Your objective :: Word for word, transcribe the data below from the line with "#[derive(Debug, Serialize)]" to the line with "Health check endpoint.", keeping both of those lines.

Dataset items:
◇ ◇ ◇ ◇ ◇
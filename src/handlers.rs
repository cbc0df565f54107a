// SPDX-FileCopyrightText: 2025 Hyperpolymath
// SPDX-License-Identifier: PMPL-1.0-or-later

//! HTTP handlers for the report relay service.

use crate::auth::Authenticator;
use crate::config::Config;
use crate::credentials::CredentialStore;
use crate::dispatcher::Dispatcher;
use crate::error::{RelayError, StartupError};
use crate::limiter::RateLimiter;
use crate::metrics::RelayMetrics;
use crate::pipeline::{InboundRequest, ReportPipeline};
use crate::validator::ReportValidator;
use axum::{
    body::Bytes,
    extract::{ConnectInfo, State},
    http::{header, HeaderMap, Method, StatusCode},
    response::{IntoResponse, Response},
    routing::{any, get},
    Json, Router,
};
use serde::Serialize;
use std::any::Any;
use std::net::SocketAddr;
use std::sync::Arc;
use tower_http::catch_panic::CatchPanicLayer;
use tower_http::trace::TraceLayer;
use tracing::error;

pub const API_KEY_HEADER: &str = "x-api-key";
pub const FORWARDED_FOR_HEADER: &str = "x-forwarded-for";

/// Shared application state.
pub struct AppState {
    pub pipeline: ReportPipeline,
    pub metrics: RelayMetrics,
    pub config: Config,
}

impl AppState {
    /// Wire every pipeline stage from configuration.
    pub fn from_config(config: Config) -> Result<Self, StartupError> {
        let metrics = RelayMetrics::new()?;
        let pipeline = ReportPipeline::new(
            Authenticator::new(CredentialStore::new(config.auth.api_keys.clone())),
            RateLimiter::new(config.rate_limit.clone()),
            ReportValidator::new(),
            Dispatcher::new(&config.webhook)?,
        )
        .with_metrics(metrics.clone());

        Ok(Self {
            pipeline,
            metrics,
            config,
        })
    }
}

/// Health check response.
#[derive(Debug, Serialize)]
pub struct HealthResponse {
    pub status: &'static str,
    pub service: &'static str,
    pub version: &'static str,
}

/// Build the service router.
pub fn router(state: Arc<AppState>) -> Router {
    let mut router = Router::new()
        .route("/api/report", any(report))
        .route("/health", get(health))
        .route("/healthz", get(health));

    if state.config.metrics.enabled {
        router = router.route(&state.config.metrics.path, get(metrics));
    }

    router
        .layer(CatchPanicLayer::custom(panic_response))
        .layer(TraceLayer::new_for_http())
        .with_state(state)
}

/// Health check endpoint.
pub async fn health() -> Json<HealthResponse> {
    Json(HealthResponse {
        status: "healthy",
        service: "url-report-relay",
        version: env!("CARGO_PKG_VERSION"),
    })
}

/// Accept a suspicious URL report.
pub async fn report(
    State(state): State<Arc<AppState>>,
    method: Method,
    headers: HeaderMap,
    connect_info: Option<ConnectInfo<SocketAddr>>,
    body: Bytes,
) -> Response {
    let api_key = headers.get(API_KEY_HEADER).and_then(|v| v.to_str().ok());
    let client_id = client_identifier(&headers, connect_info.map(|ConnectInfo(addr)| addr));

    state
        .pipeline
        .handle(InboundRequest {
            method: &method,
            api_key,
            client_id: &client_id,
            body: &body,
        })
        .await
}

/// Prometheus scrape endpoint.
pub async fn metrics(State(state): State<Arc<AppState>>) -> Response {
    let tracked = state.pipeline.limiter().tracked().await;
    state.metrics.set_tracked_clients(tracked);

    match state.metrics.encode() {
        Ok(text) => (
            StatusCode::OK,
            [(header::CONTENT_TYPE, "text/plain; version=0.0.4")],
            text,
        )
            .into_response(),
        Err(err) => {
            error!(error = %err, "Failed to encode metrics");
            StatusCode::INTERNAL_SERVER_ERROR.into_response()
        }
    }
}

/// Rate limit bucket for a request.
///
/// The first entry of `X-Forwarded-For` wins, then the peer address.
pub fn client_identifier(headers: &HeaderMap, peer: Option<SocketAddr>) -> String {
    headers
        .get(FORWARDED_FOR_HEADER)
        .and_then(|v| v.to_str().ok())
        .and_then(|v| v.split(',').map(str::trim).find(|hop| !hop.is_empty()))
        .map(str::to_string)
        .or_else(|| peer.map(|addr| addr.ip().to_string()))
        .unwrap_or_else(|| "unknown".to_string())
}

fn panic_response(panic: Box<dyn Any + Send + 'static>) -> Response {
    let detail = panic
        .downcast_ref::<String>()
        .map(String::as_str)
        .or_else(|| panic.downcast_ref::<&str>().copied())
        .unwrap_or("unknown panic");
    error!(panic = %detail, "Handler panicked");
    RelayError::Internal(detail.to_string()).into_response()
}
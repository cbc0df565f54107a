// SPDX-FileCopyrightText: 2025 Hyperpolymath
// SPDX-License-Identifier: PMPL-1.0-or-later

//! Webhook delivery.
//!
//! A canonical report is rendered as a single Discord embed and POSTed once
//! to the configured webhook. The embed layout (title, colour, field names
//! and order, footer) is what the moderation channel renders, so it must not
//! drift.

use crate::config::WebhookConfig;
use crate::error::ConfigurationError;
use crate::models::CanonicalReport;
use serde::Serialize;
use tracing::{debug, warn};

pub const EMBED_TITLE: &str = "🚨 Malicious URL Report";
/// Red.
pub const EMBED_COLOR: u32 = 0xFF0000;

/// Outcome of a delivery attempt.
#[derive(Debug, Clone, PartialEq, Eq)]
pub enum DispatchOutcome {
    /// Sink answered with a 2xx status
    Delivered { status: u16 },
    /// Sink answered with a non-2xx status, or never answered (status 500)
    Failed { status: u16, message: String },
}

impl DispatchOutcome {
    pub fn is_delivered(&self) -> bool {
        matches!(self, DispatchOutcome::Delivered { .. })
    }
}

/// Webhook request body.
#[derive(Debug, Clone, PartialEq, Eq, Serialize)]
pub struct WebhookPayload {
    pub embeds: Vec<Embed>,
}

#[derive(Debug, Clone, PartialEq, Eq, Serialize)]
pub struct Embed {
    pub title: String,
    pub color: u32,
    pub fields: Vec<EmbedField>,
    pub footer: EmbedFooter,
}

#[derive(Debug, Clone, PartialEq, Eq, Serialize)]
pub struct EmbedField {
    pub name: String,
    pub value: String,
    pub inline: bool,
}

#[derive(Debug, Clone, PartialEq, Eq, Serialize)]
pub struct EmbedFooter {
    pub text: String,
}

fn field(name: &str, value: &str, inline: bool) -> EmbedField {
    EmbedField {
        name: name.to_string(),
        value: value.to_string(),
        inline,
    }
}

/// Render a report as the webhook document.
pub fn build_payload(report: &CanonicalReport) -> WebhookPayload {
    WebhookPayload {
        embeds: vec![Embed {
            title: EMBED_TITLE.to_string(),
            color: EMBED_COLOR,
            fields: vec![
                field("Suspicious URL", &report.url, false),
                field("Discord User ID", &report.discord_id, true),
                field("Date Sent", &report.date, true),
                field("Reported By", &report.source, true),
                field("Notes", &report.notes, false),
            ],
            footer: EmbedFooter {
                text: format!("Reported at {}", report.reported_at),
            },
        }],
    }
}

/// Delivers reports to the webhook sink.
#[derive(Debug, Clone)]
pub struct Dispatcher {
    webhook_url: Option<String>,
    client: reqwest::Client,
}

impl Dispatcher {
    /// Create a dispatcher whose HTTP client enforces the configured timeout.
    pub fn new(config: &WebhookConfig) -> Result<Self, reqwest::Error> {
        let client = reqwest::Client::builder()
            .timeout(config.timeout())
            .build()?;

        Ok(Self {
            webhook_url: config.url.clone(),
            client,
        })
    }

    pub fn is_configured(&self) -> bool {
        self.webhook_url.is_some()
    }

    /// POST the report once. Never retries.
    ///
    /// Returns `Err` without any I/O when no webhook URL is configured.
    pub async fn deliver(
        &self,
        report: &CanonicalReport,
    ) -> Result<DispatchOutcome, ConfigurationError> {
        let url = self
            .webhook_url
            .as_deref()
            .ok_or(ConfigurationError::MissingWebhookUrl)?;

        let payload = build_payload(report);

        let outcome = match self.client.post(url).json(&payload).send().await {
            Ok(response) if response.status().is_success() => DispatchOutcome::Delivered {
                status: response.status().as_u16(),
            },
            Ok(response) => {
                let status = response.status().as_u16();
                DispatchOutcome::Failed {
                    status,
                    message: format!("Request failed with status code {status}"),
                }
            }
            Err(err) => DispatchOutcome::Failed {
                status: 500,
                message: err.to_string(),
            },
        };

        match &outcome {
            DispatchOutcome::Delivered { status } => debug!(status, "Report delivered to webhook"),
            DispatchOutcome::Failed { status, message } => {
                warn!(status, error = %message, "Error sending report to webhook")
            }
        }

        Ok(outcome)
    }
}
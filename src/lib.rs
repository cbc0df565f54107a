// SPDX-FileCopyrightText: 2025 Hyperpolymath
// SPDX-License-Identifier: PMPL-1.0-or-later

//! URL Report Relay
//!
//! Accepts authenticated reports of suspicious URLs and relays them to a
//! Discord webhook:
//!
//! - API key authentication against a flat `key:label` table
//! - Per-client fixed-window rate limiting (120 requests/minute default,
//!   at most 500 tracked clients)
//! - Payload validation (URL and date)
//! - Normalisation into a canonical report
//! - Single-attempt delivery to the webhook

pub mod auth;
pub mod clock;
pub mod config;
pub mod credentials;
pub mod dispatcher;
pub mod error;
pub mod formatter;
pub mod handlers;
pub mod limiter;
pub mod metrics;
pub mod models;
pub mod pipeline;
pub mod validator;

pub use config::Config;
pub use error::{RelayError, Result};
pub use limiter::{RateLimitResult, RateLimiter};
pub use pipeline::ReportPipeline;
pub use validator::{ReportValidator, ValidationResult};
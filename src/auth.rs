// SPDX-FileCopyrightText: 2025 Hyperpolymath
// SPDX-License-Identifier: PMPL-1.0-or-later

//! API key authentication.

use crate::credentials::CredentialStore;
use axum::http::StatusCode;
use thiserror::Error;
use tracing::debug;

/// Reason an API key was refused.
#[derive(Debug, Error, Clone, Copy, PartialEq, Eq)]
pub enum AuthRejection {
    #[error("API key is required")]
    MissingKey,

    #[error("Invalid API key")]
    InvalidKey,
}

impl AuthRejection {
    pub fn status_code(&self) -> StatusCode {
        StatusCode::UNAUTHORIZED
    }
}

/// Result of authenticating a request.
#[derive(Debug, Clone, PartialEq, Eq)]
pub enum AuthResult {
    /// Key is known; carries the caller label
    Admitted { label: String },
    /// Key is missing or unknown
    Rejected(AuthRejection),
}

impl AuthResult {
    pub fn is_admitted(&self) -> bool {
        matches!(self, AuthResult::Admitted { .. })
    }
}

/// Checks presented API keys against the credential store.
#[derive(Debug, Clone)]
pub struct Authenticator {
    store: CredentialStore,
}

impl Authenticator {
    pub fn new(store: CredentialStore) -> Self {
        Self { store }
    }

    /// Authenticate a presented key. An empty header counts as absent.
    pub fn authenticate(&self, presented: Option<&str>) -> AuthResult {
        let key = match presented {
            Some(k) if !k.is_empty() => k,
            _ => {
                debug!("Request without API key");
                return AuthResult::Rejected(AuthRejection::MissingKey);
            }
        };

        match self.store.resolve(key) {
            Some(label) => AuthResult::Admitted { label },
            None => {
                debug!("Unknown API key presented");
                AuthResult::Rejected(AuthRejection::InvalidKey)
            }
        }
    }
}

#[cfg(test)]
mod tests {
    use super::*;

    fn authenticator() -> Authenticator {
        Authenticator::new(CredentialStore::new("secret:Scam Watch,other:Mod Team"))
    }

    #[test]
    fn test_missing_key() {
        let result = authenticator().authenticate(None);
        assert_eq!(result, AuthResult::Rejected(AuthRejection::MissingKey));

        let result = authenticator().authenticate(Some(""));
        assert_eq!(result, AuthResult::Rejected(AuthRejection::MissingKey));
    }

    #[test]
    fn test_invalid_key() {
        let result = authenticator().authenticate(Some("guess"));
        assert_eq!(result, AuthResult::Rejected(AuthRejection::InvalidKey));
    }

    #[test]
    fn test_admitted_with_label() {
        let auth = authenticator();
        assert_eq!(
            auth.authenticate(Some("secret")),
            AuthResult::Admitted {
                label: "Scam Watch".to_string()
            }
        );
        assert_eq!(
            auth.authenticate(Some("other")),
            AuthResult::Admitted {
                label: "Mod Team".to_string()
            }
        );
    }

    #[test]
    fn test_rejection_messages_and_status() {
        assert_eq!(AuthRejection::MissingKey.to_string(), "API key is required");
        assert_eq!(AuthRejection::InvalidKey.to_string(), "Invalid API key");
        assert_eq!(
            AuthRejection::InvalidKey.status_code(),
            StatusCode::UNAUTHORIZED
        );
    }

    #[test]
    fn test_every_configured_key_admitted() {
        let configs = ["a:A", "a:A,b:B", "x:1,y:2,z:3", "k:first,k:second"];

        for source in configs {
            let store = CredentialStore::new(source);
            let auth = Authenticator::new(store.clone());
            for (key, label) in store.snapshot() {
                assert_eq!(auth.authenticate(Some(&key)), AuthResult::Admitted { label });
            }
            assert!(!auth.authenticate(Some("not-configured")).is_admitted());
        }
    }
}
◇ ◇ ◇ ◇ ◇
Output for this exercise ::
#[derive(Debug, Serialize)]
pub struct HealthResponse {
    pub status: &'static str,
    pub service: &'static str,
    pub version: &'static str,
}

/// Build the service router.
pub fn router(state: Arc<AppState>) -> Router {
    let mut router = Router::new()
        .route("/api/report", any(report))
        .route("/health", get(health))
        .route("/healthz", get(health));

    if state.config.metrics.enabled {
        router = router.route(&state.config.metrics.path, get(metrics));
    }

    router
        .layer(CatchPanicLayer::custom(panic_response))
        .layer(TraceLayer::new_for_http())
        .with_state(state)
}

/// Health check endpoint.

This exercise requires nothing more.